Action item »
Every line of the entries below that includes "AtomicBool" belongs in the answer, copied as written.

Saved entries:
• • • •
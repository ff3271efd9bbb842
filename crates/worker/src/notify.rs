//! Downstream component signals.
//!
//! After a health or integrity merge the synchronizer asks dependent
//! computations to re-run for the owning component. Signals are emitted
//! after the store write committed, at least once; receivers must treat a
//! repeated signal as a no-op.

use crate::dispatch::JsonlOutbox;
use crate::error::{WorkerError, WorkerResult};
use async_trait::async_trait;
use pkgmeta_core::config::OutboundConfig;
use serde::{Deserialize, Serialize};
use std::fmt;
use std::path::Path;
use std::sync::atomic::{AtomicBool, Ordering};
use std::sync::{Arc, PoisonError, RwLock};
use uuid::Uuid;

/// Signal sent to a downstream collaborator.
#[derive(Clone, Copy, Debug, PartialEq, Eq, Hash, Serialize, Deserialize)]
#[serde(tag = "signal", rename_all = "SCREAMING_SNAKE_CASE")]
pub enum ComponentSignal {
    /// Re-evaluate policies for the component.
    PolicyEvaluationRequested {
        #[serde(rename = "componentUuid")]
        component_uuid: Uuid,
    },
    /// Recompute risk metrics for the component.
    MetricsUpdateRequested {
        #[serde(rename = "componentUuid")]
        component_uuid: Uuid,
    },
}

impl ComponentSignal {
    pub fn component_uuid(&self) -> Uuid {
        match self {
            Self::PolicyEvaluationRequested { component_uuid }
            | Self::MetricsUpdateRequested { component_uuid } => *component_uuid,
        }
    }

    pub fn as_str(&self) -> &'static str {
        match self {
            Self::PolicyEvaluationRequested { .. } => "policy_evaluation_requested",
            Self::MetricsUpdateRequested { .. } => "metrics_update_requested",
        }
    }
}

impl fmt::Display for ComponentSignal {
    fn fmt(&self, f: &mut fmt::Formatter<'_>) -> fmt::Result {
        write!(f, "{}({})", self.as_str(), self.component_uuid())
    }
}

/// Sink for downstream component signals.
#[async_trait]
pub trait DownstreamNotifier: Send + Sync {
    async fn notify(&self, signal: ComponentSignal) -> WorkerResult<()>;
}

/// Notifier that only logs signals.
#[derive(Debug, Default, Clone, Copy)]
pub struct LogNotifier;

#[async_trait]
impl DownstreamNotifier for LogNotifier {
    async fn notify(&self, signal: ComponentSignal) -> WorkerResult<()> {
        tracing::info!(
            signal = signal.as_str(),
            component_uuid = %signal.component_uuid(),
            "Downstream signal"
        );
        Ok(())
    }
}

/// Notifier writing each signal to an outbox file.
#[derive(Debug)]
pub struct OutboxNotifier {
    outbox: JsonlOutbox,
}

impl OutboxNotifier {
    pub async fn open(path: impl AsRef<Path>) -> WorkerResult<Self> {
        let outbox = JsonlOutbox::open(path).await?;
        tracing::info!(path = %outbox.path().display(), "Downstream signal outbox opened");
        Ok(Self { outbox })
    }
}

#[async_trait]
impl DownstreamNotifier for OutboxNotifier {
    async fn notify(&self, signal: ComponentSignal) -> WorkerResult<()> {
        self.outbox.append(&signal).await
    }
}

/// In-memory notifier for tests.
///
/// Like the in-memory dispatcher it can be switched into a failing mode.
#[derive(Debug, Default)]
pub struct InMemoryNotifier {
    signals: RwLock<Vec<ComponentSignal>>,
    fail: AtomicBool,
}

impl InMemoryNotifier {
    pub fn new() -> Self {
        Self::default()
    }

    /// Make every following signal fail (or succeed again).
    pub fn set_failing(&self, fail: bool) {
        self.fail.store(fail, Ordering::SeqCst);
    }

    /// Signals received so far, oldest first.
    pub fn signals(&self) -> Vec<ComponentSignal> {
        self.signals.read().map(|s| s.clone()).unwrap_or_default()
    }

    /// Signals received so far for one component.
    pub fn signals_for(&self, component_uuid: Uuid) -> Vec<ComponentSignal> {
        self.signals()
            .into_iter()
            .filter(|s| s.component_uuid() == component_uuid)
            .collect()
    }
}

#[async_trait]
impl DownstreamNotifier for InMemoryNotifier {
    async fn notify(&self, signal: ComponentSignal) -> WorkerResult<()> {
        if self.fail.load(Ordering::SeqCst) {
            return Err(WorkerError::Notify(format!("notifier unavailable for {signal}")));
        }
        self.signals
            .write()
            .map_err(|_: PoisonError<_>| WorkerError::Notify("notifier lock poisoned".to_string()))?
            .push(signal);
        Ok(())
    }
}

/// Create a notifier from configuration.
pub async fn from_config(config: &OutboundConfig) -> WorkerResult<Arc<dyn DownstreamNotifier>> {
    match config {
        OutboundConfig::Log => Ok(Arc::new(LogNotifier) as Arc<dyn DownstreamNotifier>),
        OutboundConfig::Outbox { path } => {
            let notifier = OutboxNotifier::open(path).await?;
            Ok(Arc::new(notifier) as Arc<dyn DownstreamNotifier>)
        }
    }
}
• • • •
Response box »
use std::sync::atomic::{AtomicBool, Ordering};
    fail: AtomicBool,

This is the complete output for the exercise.